おれは、大学ではヨーロッパの比較文学を専攻していた。中世フランス語が専門の斎藤磯雄教授についてみっちり勉強したかったが、大学院へは父親の反対で進学できなかった。
そのかわり単独でアメリカ留学を考えたけれど、これもべつの理由で挫折してしまった。
「フランス語ですか。……鎌田さんもフランス語をやったといっていました」
「ほう。ぼくは、ファッションだけでなく、リビングデザインセンターという会社で、その名のとおり、住まいのプランニングやインテリアの本や記事を書いたりしていましたよ。共著をふくめると、60冊くらいだしましたよ。新聞や週刊誌の記事原稿も書いたけれど、……自分の、……」
「自分の、……なんですか?」
「ぼくの書きたい本は、書けなかったんです」
「そう、……。奥さんとは、どこで巡り会ったんですか?」
「巡り会ったわけじゃありません。じつは、父親同士が戦友だったので、中国の戦場で、男同士、かたく約束したんだ。じぶんたちが生還できたら、おまえのところの息子とおれのところの娘を結婚させて、親戚づき合いをしようじゃないか、という約束だったそうだよ。

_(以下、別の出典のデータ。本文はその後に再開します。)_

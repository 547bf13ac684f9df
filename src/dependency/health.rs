use std::fmt;

use async_trait::async_trait;

use super::{fingerprint_of, DepKind, Dependency, Fetched};
use crate::clients::{ClientSet, HealthEntry, HealthStatus, QueryOptions};
use crate::errors::FetchError;
use crate::template::Value;

/// Which aggregate statuses a health query accepts.
///
/// `Any` (spelled `"any"` in the filter string) is equivalent to no
/// filter at all and may not be combined with concrete statuses.
#[derive(Clone, Debug, PartialEq, Eq)]
pub enum StatusFilter {
    Any,
    Only(Vec<HealthStatus>),
}

impl StatusFilter {
    /// Parses `"passing,warning"` style filter strings. An empty string
    /// means passing-only, matching the `service` helper's default.
    pub fn parse(s: &str) -> Result<Self, String> {
        let s = s.trim();
        if s.is_empty() {
            return Ok(StatusFilter::Only(vec![HealthStatus::Passing]));
        }
        let mut statuses = Vec::new();
        let mut any = false;
        for part in s.split(',') {
            match part.trim() {
                "any" => any = true,
                "passing" => statuses.push(HealthStatus::Passing),
                "warning" => statuses.push(HealthStatus::Warning),
                "critical" => statuses.push(HealthStatus::Critical),
                "maintenance" => statuses.push(HealthStatus::Maintenance),
                other => return Err(format!("invalid health status {:?}", other)),
            }
        }
        if any {
            if !statuses.is_empty() {
                return Err("cannot combine \"any\" with other statuses".to_string());
            }
            return Ok(StatusFilter::Any);
        }
        statuses.sort();
        statuses.dedup();
        Ok(StatusFilter::Only(statuses))
    }

    pub fn accepts(&self, status: HealthStatus) -> bool {
        match self {
            StatusFilter::Any => true,
            StatusFilter::Only(list) => list.contains(&status),
        }
    }

    fn canonical(&self) -> String {
        match self {
            StatusFilter::Any => "[any]".to_string(),
            StatusFilter::Only(list) => {
                let names: Vec<&str> = list.iter().map(HealthStatus::as_str).collect();
                format!("[{}]", names.join(","))
            }
        }
    }
}

/// Health-checked instances of one service, filtered by status.
#[derive(Debug)]
pub struct HealthService {
    name: String,
    tag: Option<String>,
    filter: StatusFilter,
    datacenter: Option<String>,
    fingerprint: String,
}

impl HealthService {
    pub fn new(
        name: &str,
        tag: Option<&str>,
        mut filter: StatusFilter,
        datacenter: Option<&str>,
    ) -> Self {
        if let StatusFilter::Only(list) = &mut filter {
            list.sort();
            list.dedup();
        }
        let tag = tag.filter(|t| !t.is_empty());
        let base = match tag {
            Some(t) => format!("{}.{}", t, name),
            None => name.to_string(),
        };
        let param = format!("{} {}", base, filter.canonical());
        Self {
            name: name.to_string(),
            tag: tag.map(str::to_string),
            filter,
            datacenter: datacenter.map(str::to_string),
            fingerprint: fingerprint_of("health.service", &param, datacenter),
        }
    }

    fn entry_value(e: &HealthEntry) -> Value {
        let mut tags = e.tags.clone();
        tags.sort();
        Value::map_from(vec![
            ("ID", Value::from(e.id.as_str())),
            ("Node", Value::from(e.node.as_str())),
            ("NodeAddress", Value::from(e.node_address.as_str())),
            ("Name", Value::from(e.service_name.as_str())),
            ("Address", Value::from(e.address.as_str())),
            ("Port", Value::Int(i64::from(e.port))),
            (
                "Tags",
                Value::List(tags.into_iter().map(Value::from).collect()),
            ),
            ("Status", Value::from(e.status.as_str())),
        ])
    }
}

#[async_trait]
impl Dependency for HealthService {
    fn fingerprint(&self) -> &str {
        &self.fingerprint
    }

    fn kind(&self) -> DepKind {
        DepKind::Consul
    }

    async fn fetch(&self, clients: &ClientSet, opts: &QueryOptions) -> Result<Fetched, FetchError> {
        let consul = clients.consul()?;
        let opts = QueryOptions {
            datacenter: self.datacenter.clone(),
            ..opts.clone()
        };
        let (entries, meta) = consul
            .health_service(&self.name, self.tag.as_deref(), &opts)
            .await?;
        let list = entries
            .iter()
            .filter(|e| self.filter.accepts(e.status))
            .map(Self::entry_value)
            .collect();
        Ok((Value::List(list), meta))
    }
}

impl fmt::Display for HealthService {
    fn fmt(&self, f: &mut fmt::Formatter<'_>) -> fmt::Result {
        write!(f, "{}", self.fingerprint)
    }
}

ぼくは、子どものころから、培本社というところのТ家から嫁をもらうんだと教えられていました。――で、ぼくが留学するらしいと知ると、親があわてて見合い写真のようなものを3枚も東京に送ってきたんだ。3枚ともТ家の娘たちで、それで、『この写真のなかから、選べ』と書いてあるんですよ。ぼくは結婚というのは、そんなものかと思って、それじゃといって、真ん中の娘を選んでしまった。それがいまの女房ですよ。いま、入院中ですがね。……写真見合いというのがむかしあったそうですが、それですね」といって、おれはくくくっと笑った。
「それって、ほんとうの話なんですか? 奥さんが気の毒です。奥さんは田原さんのこと、どう思ってらしたんでしょう?」
「それは、わかりません。……まあ、結婚式を挙げるまえの日、札幌で打ち合わせるときに、はじめて口をきいたっていうわけですから。結婚式にあらわれたんですから、承知したってことですね」
「それまで、デートなんかもしなかったんですか?」
「しません」美佐子はため息をついて、コーヒーを飲んだ。